use std::io::{self, Write};
use std::path::Path;

use clap::CommandFactory;
use clap_complete::{generate, Shell};

use crate::cli::{Cli, CompletionShell};
use crate::error::CliError;

impl From<CompletionShell> for Shell {
    fn from(shell: CompletionShell) -> Self {
        match shell {
            CompletionShell::Bash => Self::Bash,
            CompletionShell::Zsh => Self::Zsh,
            CompletionShell::Fish => Self::Fish,
        }
    }
}

pub fn run_completions(shell: CompletionShell, output_path: Option<&Path>) -> Result<(), CliError> {
    let script = render_completions(shell);

    match output_path {
        Some(path) => {
            std::fs::write(path, &script)?;
            println!("{}", path.display());
        }
        None => io::stdout().write_all(&script)?,
    }
    Ok(())
}

pub fn render_completions(shell: CompletionShell) -> Vec<u8> {
    let mut command = Cli::command();
    let bin_name = command.get_name().to_string();
    let mut script = Vec::new();
    generate(Shell::from(shell), &mut command, bin_name, &mut script);
    script
}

INSTRUCTIONS FOR THE TASK:
Of all the lines in the data above, show only those that hold the word "CliError".

WRITTEN ANSWER:
use crate::error::CliError;
pub fn run_completions(shell: CompletionShell, output_path: Option<&Path>) -> Result<(), CliError> {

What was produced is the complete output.